Improper healing may be caused by:
- Curved or narrow canals were not treated during the initial treatment.
- Complicated canals went undetected during the initial treatment.
- The crown or restoration was not placed within the appropriate amount of time following the procedure.
- The crown or restoration did not prevent saliva from contaminating the inside of the tooth.
In some cases, new problems can influence a tooth that was successfully treated:
- New decay can expose a root canal filling material, causing infection.
- A cracked or loose filling or crown can expose the tooth to new infection.
Once retreatment has been selected as a solution to your problem, the doctors will reopen your tooth to gain access to the root canal filling material. This restorative material will be removed to enable access to the root canal. The doctors will now clean your canals and carefully examine the inside of the problematic tooth. Once retreatment has been diagnosed as a solution to your problem, the doctors will reopen your tooth to gain access to the root canal filling material. The restorative material will be removed to enable access to the root canal. The doctors will now clean and disinfect the root canals and carefully examine the inside of the problematic tooth. Once cleaned, the doctors will fill and seal the canals and place a temporary filling in the tooth.
At this point, you will need to return to your dentist as soon as possible in order to have a new crown or restoration placed on the tooth to restore full functionality.
Cracked teeth demonstrate many types of symptoms, including pain when chewing, temperature sensitivities, or even the release of biting pressure. It is also common for pain to come and go, making it difficult to diagnose the cause of discomfort.
Chewing can cause movement of the cracked pieces of your tooth, and the pulp within the tooth becomes irritated. At the same time, when biting pressure is released, the crack can close quickly, resulting in sharp pain. Eventually, the pulp will become damaged and the tooth will consistently hurt, even when you are not chewing. It is possible that cracks can lead to infection of the pulp tissue, which can spread to the bone and gum surrounding the problematic tooth.
Types of Cracks
These are tiny cracks that only affect the outer enamel of the tooth. These cracks are more common in adults. These types of cracks are superficial and are usually of no concern.

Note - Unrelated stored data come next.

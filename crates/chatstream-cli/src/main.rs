//! chatstream - terminal client for a streaming chat assistant.

mod render;

use std::io::Write;
use std::sync::Arc;

use clap::{Parser, Subcommand};
use tokio::io::{AsyncBufReadExt, BufReader};
use tracing::{debug, info};
use tracing_subscriber::EnvFilter;

use chatstream_client::{ChatSession, ClientConfig, HttpTransport, SendOutcome};
use chatstream_core::Author;

use render::TerminalRenderer;

/// chatstream - chat with a streaming assistant from the terminal
#[derive(Parser)]
#[command(name = "chatstream")]
#[command(about = "Terminal client for a streaming chat assistant", long_about = None)]
struct Cli {
    /// Chat service base URL
    #[arg(short, long, default_value = "http://127.0.0.1:6500", global = true)]
    url: String,

    /// Streaming endpoint path
    #[arg(long, default_value = "/stream", global = true)]
    stream_path: String,

    /// Tool output that marks a tool call as finished
    #[arg(long, global = true)]
    sentinel: Option<String>,

    /// Text shown when a request fails
    #[arg(long, global = true)]
    error_message: Option<String>,

    /// Connect timeout in seconds
    #[arg(long, default_value = "10", global = true)]
    connect_timeout: u64,

    /// Log level (overridden by RUST_LOG)
    #[arg(long, default_value = "warn", global = true)]
    log_level: String,

    #[command(subcommand)]
    command: Option<Commands>,
}

#[derive(Subcommand)]
enum Commands {
    /// Interactive chat (default)
    Chat {
        /// Greeting shown before the first prompt
        #[arg(long)]
        greeting: Option<String>,

        /// Print tool outputs as they arrive
        #[arg(long)]
        show_tools: bool,
    },

    /// Send a single prompt and print the reply
    Ask {
        /// Prompt text
        prompt: String,

        /// Print tool outputs as they arrive
        #[arg(long)]
        show_tools: bool,

        /// Print the final conversation as JSON instead of streaming
        #[arg(long)]
        json: bool,
    },

    /// Check the chat service health endpoint
    Health,
}

#[tokio::main]
async fn main() -> Result<(), Box<dyn std::error::Error>> {
    let cli = Cli::parse();

    let filter = EnvFilter::try_from_default_env()
        .or_else(|_| EnvFilter::try_new(&cli.log_level))?;
    tracing_subscriber::fmt()
        .with_env_filter(filter)
        .with_writer(std::io::stderr)
        .init();

    let mut config = ClientConfig::default()
        .with_base_url(cli.url.as_str())
        .with_stream_path(cli.stream_path.as_str())
        .with_connect_timeout_secs(cli.connect_timeout);
    if let Some(sentinel) = cli.sentinel {
        config = config.with_completion_sentinel(sentinel);
    }
    if let Some(message) = cli.error_message {
        config = config.with_error_message(message);
    }

    match cli.command.unwrap_or(Commands::Chat {
        greeting: None,
        show_tools: false,
    }) {
        Commands::Chat {
            greeting,
            show_tools,
        } => {
            if let Some(greeting) = greeting {
                config = config.with_greeting(greeting);
            }
            chat(config, show_tools).await?;
        }
        Commands::Ask {
            prompt,
            show_tools,
            json,
        } => {
            ask(config, prompt, show_tools, json).await?;
        }
        Commands::Health => {
            health(config).await?;
        }
    }

    Ok(())
}

async fn chat(config: ClientConfig, show_tools: bool) -> Result<(), Box<dyn std::error::Error>> {
    let session = ChatSession::connect(&config)?
        .with_observer(Arc::new(TerminalRenderer::stdio(show_tools)));
    info!(thread_id = %session.thread_id(), url = %config.base_url, "Chat session started");

    for message in session.view().conversation.messages() {
        if message.author == Author::Bot {
            println!("{}", message.content);
        }
    }

    let mut lines = BufReader::new(tokio::io::stdin()).lines();
    loop {
        print!("> ");
        std::io::stdout().flush()?;

        let Some(line) = lines.next_line().await? else {
            println!();
            break;
        };
        let prompt = line.trim();
        if prompt.is_empty() {
            continue;
        }
        if prompt == "/quit" || prompt == "/exit" {
            break;
        }

        // Failures are already rendered in the conversation; keep the REPL going.
        match session.send(prompt).await {
            Ok(SendOutcome::Completed) => {}
            Ok(SendOutcome::Busy) => eprintln!("A response is still streaming."),
            Err(e) => debug!(error = %e, "Exchange failed"),
        }
    }

    Ok(())
}

async fn ask(
    config: ClientConfig,
    prompt: String,
    show_tools: bool,
    json: bool,
) -> Result<(), Box<dyn std::error::Error>> {
    let mut session = ChatSession::connect(&config)?;
    if !json {
        session = session.with_observer(Arc::new(TerminalRenderer::stdio(show_tools)));
    }

    let result = session.send(&prompt).await;

    if json {
        let view = session.view();
        println!("{}", serde_json::to_string_pretty(&view.conversation)?);
    }

    result?;
    Ok(())
}

async fn health(config: ClientConfig) -> Result<(), Box<dyn std::error::Error>> {
    let transport = HttpTransport::new(&config)?;
    let health = transport.health().await?;

    match health.environment {
        Some(environment) => println!("{} ({})", health.status, environment),
        None => println!("{}", health.status),
    }

    Ok(())
}
//! Event interpretation for the chat streaming protocol.
//!
//! The server sends one event per line in the form
//! `data: {"type": "<kind>", "content": "<text>"}`. Each line is classified
//! into a [`Chunk`]. Lines that are not events, or whose payload does not
//! parse, are dropped without affecting the conversation.

use chatstream_core::{Chunk, DEFAULT_COMPLETION_SENTINEL};
use serde::Deserialize;
use serde_json::Value;
use tracing::{trace, warn};

/// Prefix every event line starts with.
pub const DATA_PREFIX: &str = "data: ";

/// Event payload as sent on the wire.
#[derive(Debug, Deserialize)]
#[serde(tag = "type", rename_all = "snake_case")]
enum WireEvent {
    Thinking {
        #[serde(default)]
        content: String,
    },
    ToolStart {
        #[serde(default)]
        content: String,
    },
    ToolEnd {
        #[serde(default)]
        content: String,
    },
    Stream {
        #[serde(default)]
        content: String,
    },
}

/// Classifies decoded lines into chunks.
#[derive(Debug, Clone)]
pub struct EventInterpreter {
    completion_sentinel: String,
}

impl Default for EventInterpreter {
    fn default() -> Self {
        Self::new(DEFAULT_COMPLETION_SENTINEL)
    }
}

impl EventInterpreter {
    /// Create an interpreter that skips structured parsing for `completion_sentinel`.
    pub fn new(completion_sentinel: impl Into<String>) -> Self {
        Self {
            completion_sentinel: completion_sentinel.into(),
        }
    }

    /// Interpret one line. Returns `None` for lines that carry no usable event.
    pub fn interpret(&self, line: &str) -> Option<Chunk> {
        let payload = line.strip_prefix(DATA_PREFIX)?;

        let event = match serde_json::from_str::<WireEvent>(payload) {
            Ok(event) => event,
            Err(e) => {
                let preview: String = payload.chars().take(200).collect();
                warn!(error = %e, preview = %preview, "Failed to parse stream event");
                return None;
            }
        };

        let chunk = match event {
            WireEvent::Thinking { content } => Chunk::Thinking { text: content },
            WireEvent::ToolStart { content } => Chunk::ToolStart { text: content },
            WireEvent::ToolEnd { content } => {
                let structured = self.structured_output(&content);
                Chunk::ToolEnd {
                    text: content,
                    structured,
                }
            }
            WireEvent::Stream { content } => Chunk::Stream { text: content },
        };

        trace!(phase = ?chunk.phase(), "Interpreted stream event");
        Some(chunk)
    }

    /// Best-effort JSON parse of a tool output. Never fails; returns `None`
    /// when the text is not JSON.
    fn structured_output(&self, text: &str) -> Option<Value> {
        if text.is_empty() || text == self.completion_sentinel {
            return None;
        }

        let trimmed = text.trim_start();
        if !(trimmed.starts_with('{') || trimmed.starts_with('[')) {
            return None;
        }

        serde_json::from_str(trimmed).ok()
    }
}

#[cfg(test)]
mod tests {
    use super::*;
    use serde_json::json;

    #[test]
    fn test_non_event_lines_are_ignored() {
        let interpreter = EventInterpreter::default();
        assert_eq!(interpreter.interpret(""), None);
        assert_eq!(interpreter.interpret(": keep-alive"), None);
        assert_eq!(interpreter.interpret("event: message"), None);
        assert_eq!(interpreter.interpret("data:{\"type\":\"stream\",\"content\":\"x\"}"), None);
    }

    #[test]
    fn test_malformed_payloads_are_dropped() {
        let interpreter = EventInterpreter::default();
        assert_eq!(interpreter.interpret("data: {not json"), None);
        assert_eq!(interpreter.interpret("data: {\"type\":\"unknown\",\"content\":\"x\"}"), None);
        assert_eq!(interpreter.interpret("data: {\"content\":\"no type\"}"), None);
    }

    #[test]
    fn test_kinds() {
        let interpreter = EventInterpreter::default();
        assert_eq!(
            interpreter.interpret(r#"data: {"type":"thinking","content":"Agent is thinking..."}"#),
            Some(Chunk::Thinking {
                text: "Agent is thinking...".to_string()
            })
        );
        assert_eq!(
            interpreter.interpret(r#"data: {"type":"tool_start","content":"calling"}"#),
            Some(Chunk::ToolStart {
                text: "calling".to_string()
            })
        );
        assert_eq!(
            interpreter.interpret(r#"data: {"type":"stream","content":"Hel"}"#),
            Some(Chunk::stream("Hel"))
        );
    }

    #[test]
    fn test_tool_end_array_is_structured() {
        let interpreter = EventInterpreter::default();
        let chunk = interpreter.interpret(r#"data: {"type":"tool_end","content":"[1,2,3]"}"#);
        assert_eq!(
            chunk,
            Some(Chunk::ToolEnd {
                text: "[1,2,3]".to_string(),
                structured: Some(json!([1, 2, 3])),
            })
        );
    }

    #[test]
    fn test_tool_end_plain_text_stays_raw() {
        let interpreter = EventInterpreter::default();
        let chunk = interpreter.interpret(r#"data: {"type":"tool_end","content":"not json"}"#);
        assert_eq!(chunk, Some(Chunk::tool_end("not json")));
    }

    #[test]
    fn test_tool_end_broken_json_stays_raw() {
        let interpreter = EventInterpreter::default();
        let chunk = interpreter.interpret(r#"data: {"type":"tool_end","content":"{\"a\": 1"}"#);
        assert_eq!(chunk, Some(Chunk::tool_end("{\"a\": 1")));
    }

    #[test]
    fn test_tool_end_sentinel_is_not_parsed() {
        let interpreter = EventInterpreter::new("[]");
        let chunk = interpreter.interpret(r#"data: {"type":"tool_end","content":"[]"}"#);
        assert_eq!(chunk, Some(Chunk::tool_end("[]")));
    }
}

When a cusp becomes weakened, a fracture may result. The cusp may break off or be removed by a dentist. A fractured cusp rarely damages the pulp, so root canal is not necessary. Your dentist will usually restore the tooth with a full crown.
This type of crack extends from the chewing surface of the tooth and vertically migrates towards the root. In some cases, the crack may extend below the gum line. It is possible for the crack to extend further into the root. Damage to the pulp is commonplace. In this case, root canal treatment is usually necessary. A cracked tooth that is not treated will worsen, resulting in the loss of the tooth. Therefore, early detection is essential.
A split tooth is usually the result of an untreated cracked tooth. It can be identified by a crack with distinct segments. This type of tooth can never be saved intact. Yet, the position and extent of the problem will dictate whether any portion of the tooth can be saved. Sometimes, endodontic retreatment by the doctors and restoration by your dentist can be used to save a portion of the tooth.
Vertical Root Fracture
A vertical root fracture begins at the root and extends towards the chewing surface of the tooth. Unfortunately, they show minimal symptoms and may go unnoticed. Treatment involves endodontic surgery if a portion of the tooth can be saved by removal of the fractured root. Otherwise the tooth will have to be extracted.